+++ MATERIAL FOR THIS EXERCISE

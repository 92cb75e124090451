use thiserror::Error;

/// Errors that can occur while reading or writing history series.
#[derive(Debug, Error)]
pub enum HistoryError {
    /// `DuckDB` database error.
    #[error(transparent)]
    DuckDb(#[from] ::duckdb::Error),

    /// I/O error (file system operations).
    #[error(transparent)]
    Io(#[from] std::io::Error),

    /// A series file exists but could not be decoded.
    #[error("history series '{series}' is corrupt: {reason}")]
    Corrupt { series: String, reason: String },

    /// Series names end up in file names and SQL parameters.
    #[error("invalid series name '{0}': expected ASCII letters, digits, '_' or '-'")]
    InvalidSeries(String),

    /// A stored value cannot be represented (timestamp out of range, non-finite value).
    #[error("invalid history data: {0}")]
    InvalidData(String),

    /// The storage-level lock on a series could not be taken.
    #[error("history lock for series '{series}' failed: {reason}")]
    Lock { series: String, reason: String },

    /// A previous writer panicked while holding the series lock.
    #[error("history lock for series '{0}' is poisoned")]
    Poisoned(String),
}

++++++
+++ MATERIAL FOR THIS EXERCISE

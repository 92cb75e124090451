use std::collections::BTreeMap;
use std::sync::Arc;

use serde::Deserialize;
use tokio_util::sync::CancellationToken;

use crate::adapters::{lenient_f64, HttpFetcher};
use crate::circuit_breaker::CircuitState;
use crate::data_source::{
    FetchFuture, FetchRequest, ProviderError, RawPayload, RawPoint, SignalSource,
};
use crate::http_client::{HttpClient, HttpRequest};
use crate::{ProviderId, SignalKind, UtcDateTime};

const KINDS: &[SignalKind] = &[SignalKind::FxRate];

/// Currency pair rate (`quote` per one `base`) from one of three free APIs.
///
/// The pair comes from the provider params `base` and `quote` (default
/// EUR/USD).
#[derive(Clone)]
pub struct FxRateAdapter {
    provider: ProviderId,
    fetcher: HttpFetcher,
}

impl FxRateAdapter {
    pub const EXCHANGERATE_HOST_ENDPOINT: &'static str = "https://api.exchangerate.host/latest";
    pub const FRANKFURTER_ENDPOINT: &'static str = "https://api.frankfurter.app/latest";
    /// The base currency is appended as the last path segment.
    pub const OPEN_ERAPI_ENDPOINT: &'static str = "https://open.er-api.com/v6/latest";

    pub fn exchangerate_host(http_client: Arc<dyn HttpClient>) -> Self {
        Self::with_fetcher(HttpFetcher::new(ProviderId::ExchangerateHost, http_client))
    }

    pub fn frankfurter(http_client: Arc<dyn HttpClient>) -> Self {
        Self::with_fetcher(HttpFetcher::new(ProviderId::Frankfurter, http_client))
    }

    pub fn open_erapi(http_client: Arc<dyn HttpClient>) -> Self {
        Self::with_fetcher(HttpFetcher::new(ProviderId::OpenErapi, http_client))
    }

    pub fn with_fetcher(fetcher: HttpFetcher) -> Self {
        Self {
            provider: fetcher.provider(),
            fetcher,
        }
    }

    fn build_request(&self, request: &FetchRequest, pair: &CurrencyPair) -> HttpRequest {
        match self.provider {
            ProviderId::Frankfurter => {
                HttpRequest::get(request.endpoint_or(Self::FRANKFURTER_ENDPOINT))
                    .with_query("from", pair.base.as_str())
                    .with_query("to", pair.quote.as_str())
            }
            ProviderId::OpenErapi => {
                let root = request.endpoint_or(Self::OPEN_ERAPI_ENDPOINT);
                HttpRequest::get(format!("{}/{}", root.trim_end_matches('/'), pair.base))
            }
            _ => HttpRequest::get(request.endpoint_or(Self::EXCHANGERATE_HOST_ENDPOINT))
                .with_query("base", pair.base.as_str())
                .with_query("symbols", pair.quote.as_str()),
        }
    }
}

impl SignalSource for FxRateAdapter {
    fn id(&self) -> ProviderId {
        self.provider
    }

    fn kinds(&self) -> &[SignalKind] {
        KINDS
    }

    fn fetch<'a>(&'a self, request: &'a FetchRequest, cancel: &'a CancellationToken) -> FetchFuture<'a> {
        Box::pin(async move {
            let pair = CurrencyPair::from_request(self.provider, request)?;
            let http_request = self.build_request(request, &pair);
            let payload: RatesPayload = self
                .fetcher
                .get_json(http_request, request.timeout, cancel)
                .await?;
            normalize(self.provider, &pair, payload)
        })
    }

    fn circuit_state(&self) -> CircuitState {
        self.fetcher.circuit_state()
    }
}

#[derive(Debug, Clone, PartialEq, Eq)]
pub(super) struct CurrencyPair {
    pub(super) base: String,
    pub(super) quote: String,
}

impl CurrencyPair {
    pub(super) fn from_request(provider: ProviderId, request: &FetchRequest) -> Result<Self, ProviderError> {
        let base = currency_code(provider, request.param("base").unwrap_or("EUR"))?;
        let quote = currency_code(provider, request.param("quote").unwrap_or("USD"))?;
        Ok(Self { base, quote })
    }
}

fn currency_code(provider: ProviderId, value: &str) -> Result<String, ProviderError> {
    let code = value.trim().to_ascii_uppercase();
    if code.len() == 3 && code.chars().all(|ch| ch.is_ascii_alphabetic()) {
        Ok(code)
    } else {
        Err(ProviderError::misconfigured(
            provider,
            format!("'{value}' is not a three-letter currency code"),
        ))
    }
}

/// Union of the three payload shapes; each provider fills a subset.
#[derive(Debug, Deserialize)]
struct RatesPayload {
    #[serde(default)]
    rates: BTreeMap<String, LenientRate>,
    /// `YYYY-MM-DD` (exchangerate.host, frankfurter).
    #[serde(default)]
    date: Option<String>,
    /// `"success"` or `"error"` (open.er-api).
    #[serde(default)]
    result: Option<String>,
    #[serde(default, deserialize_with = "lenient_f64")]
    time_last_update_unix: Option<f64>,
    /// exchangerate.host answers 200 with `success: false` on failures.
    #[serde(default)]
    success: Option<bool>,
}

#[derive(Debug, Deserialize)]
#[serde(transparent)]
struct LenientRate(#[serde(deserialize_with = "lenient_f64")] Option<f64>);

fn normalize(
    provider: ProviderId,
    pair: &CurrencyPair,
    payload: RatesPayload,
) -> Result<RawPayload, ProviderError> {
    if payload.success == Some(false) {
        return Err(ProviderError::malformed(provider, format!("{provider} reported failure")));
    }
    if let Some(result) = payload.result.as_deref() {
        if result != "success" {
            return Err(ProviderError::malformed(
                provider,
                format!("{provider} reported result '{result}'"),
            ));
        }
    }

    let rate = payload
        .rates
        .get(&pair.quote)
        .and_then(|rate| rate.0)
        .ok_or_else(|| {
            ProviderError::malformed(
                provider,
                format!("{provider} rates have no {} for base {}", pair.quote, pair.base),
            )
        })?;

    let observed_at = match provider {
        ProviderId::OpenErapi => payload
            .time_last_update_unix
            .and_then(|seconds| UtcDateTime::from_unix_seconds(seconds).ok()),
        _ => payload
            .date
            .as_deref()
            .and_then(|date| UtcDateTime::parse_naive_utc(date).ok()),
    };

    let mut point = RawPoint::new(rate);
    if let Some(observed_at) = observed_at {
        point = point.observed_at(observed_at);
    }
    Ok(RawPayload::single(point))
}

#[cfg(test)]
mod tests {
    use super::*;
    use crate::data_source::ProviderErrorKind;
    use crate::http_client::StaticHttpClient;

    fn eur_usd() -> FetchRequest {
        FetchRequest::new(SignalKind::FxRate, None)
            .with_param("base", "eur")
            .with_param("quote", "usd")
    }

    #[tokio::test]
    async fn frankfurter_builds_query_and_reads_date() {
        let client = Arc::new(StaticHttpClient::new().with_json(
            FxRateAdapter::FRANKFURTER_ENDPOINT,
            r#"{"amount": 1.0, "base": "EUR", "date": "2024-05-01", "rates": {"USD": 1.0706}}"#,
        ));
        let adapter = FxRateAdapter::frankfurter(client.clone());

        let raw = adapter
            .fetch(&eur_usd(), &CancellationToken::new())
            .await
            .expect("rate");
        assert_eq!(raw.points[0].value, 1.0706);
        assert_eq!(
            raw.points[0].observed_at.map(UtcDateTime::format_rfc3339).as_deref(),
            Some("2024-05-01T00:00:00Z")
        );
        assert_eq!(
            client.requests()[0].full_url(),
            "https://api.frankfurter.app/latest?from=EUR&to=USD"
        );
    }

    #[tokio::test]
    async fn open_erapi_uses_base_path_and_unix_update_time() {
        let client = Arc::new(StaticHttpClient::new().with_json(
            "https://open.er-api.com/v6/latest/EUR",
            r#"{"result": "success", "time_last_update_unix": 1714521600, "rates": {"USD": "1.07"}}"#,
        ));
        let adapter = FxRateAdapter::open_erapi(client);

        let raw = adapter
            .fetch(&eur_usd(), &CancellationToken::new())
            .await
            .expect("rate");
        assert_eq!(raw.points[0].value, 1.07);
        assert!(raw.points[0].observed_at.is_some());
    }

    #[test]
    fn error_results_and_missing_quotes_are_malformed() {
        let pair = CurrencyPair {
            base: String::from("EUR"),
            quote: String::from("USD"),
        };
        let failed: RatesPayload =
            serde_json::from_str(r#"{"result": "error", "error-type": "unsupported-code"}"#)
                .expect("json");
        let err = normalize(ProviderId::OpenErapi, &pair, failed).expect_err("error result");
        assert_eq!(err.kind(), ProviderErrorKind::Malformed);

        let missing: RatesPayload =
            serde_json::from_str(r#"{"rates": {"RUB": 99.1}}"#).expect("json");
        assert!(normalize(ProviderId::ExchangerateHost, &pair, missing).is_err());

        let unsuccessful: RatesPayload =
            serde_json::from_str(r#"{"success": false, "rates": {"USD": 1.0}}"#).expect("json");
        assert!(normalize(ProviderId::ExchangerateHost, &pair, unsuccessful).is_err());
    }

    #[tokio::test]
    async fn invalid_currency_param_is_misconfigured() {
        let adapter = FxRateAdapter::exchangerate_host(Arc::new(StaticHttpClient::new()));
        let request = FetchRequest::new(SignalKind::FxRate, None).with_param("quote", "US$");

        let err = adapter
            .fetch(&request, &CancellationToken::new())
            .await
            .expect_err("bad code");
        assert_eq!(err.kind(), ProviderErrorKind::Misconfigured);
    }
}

++++++
+++ MATERIAL FOR THIS EXERCISE

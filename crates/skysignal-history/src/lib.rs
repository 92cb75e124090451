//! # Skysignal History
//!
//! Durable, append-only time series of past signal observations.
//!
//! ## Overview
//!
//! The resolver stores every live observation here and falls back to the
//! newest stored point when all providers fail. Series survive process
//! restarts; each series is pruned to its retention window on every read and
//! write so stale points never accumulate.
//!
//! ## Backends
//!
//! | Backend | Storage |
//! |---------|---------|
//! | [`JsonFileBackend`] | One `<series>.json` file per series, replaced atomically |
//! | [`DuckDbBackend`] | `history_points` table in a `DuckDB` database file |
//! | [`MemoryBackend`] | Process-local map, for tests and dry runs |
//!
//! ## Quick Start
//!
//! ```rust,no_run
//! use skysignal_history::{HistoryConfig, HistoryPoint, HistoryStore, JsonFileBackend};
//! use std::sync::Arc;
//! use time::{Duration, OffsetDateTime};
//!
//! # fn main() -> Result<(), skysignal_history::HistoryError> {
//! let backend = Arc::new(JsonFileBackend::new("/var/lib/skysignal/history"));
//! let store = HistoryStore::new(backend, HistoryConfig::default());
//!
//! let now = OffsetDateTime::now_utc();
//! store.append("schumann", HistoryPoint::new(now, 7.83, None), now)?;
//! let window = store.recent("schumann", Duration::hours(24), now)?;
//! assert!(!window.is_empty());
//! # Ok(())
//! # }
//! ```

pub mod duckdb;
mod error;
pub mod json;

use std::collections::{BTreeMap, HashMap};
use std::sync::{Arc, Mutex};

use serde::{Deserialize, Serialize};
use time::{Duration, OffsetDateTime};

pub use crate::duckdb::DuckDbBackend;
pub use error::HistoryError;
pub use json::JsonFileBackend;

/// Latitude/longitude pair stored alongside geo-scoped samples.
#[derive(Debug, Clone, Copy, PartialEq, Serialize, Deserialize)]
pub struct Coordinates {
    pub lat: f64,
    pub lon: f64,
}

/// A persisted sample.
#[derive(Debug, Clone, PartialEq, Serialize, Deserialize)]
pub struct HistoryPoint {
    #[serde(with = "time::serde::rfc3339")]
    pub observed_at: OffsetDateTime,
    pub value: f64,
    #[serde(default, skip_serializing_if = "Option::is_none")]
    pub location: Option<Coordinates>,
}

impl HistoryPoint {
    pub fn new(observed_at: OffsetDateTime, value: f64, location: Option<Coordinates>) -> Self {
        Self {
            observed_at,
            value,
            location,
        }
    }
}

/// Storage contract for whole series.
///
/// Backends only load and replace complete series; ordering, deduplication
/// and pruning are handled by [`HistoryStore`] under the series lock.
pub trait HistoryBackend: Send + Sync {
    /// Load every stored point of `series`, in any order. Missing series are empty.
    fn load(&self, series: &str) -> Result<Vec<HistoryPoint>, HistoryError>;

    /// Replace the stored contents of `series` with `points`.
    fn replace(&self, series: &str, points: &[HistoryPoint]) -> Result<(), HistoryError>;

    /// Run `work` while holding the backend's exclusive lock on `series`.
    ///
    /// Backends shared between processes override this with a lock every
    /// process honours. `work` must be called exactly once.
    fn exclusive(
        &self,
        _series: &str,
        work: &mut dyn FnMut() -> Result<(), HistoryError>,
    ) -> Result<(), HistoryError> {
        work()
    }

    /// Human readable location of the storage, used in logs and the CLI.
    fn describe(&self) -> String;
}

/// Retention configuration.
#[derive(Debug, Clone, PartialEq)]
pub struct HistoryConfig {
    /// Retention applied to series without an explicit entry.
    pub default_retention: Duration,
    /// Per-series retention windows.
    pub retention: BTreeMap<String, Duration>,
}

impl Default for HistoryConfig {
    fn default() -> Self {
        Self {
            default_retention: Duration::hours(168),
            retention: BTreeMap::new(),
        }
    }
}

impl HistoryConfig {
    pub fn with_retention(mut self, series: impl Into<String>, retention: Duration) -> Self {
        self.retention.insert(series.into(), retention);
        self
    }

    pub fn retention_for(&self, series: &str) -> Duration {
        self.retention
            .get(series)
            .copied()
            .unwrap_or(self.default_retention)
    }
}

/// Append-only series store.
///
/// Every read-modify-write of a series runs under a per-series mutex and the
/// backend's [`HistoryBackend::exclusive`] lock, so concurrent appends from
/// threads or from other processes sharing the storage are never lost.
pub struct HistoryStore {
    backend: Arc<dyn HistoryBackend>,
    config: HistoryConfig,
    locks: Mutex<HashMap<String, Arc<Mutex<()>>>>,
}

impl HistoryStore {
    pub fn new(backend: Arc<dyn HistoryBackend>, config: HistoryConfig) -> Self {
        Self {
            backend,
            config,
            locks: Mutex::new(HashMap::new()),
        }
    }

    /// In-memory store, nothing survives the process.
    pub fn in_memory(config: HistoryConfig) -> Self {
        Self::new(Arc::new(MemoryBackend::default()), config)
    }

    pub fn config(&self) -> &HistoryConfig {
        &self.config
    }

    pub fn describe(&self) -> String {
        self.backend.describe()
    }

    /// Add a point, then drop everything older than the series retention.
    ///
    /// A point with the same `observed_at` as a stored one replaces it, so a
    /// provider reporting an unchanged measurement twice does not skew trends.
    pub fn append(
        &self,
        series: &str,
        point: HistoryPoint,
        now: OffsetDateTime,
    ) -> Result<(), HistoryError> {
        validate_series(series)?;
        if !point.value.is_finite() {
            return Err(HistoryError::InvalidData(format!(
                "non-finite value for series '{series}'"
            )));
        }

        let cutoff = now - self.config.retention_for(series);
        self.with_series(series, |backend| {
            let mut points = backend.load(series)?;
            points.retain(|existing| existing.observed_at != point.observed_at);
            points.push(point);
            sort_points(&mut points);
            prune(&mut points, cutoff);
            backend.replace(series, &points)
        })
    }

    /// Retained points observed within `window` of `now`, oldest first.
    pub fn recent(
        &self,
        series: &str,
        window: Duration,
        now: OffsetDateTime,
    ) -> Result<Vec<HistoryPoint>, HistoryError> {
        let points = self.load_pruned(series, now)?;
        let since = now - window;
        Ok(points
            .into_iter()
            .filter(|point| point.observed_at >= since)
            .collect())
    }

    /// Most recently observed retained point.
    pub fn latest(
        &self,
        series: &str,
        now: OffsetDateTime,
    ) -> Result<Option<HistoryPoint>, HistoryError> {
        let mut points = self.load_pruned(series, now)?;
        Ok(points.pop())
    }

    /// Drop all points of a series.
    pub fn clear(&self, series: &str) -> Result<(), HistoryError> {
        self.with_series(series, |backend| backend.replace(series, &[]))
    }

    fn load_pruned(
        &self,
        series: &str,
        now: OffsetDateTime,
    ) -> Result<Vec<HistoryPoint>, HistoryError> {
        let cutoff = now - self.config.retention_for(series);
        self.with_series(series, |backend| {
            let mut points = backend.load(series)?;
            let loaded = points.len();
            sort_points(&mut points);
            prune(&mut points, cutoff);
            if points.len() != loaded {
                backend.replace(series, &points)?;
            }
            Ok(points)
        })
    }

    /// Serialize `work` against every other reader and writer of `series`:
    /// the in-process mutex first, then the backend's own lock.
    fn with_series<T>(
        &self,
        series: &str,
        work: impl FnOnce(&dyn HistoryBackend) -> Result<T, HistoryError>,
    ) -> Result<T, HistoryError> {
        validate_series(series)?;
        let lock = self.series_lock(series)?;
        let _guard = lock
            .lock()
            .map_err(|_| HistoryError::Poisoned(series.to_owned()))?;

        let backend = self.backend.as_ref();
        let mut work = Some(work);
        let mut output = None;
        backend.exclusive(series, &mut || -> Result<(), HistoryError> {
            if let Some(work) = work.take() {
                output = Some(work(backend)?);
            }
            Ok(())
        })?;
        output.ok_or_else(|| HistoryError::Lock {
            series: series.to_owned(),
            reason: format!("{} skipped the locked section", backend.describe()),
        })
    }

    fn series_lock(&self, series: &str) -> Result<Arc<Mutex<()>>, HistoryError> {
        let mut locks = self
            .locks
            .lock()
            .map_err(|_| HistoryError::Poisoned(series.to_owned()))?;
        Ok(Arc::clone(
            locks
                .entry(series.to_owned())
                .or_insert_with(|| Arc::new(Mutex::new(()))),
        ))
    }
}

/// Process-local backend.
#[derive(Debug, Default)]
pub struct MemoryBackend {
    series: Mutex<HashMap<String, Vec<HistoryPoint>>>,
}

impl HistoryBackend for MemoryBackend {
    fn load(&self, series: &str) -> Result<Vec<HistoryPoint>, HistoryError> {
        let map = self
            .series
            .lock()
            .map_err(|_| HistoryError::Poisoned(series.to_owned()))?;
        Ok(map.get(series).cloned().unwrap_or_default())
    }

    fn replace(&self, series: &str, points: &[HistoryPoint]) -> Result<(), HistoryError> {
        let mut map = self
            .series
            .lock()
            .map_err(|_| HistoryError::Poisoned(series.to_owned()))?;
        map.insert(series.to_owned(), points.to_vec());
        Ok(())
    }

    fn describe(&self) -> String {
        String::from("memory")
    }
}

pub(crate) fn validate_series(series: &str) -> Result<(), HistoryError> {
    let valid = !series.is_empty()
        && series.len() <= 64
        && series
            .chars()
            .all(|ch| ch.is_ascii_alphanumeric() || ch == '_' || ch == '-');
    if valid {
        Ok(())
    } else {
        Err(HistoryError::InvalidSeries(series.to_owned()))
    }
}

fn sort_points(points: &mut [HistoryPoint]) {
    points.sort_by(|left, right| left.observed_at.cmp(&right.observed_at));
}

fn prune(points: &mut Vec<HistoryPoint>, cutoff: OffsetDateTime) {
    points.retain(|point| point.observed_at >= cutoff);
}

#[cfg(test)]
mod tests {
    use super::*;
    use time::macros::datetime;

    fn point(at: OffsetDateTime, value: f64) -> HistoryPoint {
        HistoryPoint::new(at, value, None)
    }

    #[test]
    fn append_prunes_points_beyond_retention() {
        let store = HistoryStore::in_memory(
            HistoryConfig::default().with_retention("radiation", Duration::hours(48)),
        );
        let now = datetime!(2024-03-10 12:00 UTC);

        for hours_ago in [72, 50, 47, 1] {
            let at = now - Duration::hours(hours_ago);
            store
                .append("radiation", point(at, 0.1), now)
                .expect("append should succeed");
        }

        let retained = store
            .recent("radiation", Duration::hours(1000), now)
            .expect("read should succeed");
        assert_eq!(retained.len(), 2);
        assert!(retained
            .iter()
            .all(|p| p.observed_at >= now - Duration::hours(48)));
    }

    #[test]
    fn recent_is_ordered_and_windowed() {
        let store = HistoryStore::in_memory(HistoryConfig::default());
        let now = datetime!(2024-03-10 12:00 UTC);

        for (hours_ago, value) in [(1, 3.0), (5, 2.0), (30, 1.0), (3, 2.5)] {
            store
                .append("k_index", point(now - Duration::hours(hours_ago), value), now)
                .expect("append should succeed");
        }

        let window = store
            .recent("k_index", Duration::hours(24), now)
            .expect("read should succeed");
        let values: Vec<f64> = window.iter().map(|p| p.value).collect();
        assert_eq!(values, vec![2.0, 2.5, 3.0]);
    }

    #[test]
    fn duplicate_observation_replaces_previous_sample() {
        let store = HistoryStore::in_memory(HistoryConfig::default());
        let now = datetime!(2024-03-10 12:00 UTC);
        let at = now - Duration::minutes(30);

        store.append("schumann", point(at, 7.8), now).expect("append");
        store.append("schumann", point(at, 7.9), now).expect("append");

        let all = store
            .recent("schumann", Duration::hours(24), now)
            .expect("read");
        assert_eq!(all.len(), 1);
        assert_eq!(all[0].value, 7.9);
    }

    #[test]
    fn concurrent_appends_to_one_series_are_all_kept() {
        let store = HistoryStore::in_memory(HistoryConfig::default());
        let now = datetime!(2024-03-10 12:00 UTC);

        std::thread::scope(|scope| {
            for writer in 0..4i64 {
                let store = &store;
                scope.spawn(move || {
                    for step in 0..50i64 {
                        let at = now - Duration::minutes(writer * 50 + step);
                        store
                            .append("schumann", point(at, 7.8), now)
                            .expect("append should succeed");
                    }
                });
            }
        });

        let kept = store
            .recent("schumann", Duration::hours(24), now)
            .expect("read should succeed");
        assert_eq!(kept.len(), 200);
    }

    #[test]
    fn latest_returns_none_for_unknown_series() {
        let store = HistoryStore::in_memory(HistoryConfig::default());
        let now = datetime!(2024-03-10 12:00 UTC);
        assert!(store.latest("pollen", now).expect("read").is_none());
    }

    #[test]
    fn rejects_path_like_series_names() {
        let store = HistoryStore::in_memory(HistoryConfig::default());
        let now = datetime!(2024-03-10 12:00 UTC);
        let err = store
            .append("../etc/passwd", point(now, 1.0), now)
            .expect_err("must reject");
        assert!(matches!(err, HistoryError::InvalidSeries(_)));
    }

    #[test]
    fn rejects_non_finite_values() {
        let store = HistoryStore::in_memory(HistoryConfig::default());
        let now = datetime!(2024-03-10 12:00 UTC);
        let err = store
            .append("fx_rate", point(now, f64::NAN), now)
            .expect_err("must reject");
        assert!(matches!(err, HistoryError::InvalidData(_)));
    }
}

++++++

WHAT YOU HAVE TO DO: When you reach the line with "if payload.success == Some(false)" in the records above, start writing out lines exactly, and stop once the line with "let observed_at = match" has been written; include nothing else.

RESPONSE FOR THIS EXERCISE:
    if payload.success == Some(false) {
        return Err(ProviderError::malformed(provider, format!("{provider} reported failure")));
    }
    if let Some(result) = payload.result.as_deref() {
        if result != "success" {
            return Err(ProviderError::malformed(
                provider,
                format!("{provider} reported result '{result}'"),
            ));
        }
    }

    let rate = payload
        .rates
        .get(&pair.quote)
        .and_then(|rate| rate.0)
        .ok_or_else(|| {
            ProviderError::malformed(
                provider,
                format!("{provider} rates have no {} for base {}", pair.quote, pair.base),
            )
        })?;

    let observed_at = match provider {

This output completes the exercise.